(Records from a data collection)
▶

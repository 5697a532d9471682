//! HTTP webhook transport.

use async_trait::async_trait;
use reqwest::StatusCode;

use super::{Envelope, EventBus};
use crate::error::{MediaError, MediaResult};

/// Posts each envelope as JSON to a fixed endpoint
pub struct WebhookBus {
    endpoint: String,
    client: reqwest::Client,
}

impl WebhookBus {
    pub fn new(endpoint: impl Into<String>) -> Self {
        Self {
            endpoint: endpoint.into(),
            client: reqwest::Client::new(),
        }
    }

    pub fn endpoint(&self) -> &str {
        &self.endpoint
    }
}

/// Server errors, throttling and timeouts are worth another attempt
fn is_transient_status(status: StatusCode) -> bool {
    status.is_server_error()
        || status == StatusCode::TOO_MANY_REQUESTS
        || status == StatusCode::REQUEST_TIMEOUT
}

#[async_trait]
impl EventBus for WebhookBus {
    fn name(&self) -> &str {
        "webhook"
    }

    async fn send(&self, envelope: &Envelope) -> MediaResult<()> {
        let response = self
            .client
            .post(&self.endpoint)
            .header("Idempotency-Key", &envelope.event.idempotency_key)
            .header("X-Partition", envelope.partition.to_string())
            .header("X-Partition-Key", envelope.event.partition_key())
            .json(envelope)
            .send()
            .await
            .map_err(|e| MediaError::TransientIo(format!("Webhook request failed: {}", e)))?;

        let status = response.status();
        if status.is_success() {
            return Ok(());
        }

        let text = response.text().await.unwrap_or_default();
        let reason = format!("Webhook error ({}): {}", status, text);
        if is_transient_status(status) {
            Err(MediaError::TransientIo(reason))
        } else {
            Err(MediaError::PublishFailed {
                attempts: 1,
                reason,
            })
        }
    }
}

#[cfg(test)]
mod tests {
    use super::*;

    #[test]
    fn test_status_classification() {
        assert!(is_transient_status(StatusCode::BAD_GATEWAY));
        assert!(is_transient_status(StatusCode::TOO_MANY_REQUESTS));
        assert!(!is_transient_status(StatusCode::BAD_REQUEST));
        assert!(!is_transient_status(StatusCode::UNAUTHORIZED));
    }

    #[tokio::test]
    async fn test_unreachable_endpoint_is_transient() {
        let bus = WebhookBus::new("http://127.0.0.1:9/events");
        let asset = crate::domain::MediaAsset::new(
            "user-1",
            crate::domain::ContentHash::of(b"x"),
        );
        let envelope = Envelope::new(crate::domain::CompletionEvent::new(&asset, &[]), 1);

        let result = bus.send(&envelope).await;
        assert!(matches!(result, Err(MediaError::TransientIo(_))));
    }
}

◀
▶

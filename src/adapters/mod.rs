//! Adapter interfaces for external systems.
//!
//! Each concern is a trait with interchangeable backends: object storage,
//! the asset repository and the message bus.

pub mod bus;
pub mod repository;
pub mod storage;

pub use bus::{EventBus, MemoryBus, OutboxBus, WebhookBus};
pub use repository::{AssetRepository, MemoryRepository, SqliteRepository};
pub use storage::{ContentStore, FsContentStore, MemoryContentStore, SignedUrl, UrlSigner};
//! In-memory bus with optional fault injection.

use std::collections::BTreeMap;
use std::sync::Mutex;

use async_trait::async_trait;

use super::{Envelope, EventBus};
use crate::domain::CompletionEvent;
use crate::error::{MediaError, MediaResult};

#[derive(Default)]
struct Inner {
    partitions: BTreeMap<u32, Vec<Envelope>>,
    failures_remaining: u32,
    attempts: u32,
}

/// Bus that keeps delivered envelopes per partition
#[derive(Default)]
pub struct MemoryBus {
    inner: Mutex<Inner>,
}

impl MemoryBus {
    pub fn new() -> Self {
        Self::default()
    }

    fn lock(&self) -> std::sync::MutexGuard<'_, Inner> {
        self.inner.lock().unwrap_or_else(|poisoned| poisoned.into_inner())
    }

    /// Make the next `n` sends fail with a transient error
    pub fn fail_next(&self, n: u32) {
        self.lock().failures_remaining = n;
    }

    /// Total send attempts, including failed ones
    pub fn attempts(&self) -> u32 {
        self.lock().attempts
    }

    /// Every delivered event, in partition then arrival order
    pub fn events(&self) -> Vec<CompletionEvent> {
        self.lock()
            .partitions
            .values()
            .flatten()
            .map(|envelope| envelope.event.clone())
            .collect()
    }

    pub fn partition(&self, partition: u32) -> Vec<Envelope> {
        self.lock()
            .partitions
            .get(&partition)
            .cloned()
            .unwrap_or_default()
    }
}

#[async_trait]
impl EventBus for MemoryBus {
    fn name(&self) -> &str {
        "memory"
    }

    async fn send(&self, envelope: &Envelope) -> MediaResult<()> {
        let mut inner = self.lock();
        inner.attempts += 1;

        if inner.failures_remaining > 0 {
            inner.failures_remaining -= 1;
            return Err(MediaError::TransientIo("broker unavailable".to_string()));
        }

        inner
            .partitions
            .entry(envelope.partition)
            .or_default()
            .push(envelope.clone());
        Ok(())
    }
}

◀
▶

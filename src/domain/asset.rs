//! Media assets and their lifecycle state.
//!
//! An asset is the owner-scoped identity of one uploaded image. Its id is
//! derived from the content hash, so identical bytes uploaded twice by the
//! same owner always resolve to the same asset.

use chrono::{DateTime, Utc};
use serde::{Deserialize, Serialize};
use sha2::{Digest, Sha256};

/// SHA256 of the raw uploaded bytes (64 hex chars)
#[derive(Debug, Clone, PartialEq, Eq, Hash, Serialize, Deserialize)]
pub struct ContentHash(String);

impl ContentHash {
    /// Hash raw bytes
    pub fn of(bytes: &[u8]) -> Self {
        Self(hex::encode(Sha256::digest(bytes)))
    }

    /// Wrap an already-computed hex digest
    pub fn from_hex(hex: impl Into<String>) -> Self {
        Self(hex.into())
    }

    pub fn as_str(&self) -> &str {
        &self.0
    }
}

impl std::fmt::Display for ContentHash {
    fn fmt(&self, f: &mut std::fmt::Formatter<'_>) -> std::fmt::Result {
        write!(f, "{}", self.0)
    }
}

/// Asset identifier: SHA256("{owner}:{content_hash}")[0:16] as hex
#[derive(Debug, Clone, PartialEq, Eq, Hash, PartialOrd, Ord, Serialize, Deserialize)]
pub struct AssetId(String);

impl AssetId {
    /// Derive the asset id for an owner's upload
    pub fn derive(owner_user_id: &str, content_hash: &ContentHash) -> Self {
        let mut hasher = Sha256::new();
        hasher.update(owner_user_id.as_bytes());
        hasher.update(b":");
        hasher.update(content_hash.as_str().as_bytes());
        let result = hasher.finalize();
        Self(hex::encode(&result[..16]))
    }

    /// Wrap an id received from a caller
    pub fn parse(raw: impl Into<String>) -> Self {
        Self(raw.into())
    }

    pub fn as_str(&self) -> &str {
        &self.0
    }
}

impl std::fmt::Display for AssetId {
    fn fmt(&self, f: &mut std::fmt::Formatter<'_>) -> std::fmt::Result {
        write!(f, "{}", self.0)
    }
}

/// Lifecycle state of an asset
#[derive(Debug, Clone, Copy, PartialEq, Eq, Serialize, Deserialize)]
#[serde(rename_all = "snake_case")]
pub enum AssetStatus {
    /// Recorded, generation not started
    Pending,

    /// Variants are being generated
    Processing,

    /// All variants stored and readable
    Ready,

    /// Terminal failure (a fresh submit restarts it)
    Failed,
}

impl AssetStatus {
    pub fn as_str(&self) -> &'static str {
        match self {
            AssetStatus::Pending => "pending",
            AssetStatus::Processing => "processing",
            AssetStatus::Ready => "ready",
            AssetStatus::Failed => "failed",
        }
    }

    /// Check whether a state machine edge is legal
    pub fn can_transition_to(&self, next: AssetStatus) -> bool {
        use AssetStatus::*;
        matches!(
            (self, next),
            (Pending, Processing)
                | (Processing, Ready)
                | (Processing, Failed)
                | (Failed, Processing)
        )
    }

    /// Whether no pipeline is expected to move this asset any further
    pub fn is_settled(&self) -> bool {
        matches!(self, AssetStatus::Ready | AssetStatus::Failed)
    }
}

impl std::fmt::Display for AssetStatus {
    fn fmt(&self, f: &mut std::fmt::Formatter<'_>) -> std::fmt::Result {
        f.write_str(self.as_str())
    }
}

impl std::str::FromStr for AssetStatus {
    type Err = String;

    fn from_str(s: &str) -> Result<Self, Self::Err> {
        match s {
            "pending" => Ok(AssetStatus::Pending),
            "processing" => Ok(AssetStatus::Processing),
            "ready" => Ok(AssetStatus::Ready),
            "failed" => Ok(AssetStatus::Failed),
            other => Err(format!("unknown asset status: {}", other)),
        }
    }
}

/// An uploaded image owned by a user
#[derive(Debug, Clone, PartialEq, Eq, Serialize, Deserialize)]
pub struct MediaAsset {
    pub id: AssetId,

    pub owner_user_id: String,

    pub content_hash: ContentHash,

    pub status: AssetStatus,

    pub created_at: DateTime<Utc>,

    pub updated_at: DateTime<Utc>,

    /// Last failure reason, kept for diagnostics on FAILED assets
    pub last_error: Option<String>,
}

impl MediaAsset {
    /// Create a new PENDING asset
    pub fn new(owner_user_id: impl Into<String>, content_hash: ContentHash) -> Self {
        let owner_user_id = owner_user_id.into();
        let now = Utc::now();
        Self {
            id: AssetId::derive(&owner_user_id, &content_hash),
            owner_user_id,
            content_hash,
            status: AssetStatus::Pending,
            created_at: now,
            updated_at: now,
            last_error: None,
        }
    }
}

◀

Since only a number is wanted, please say how many lines in the data include the word "serde".

**TASK RESPONSE:**
2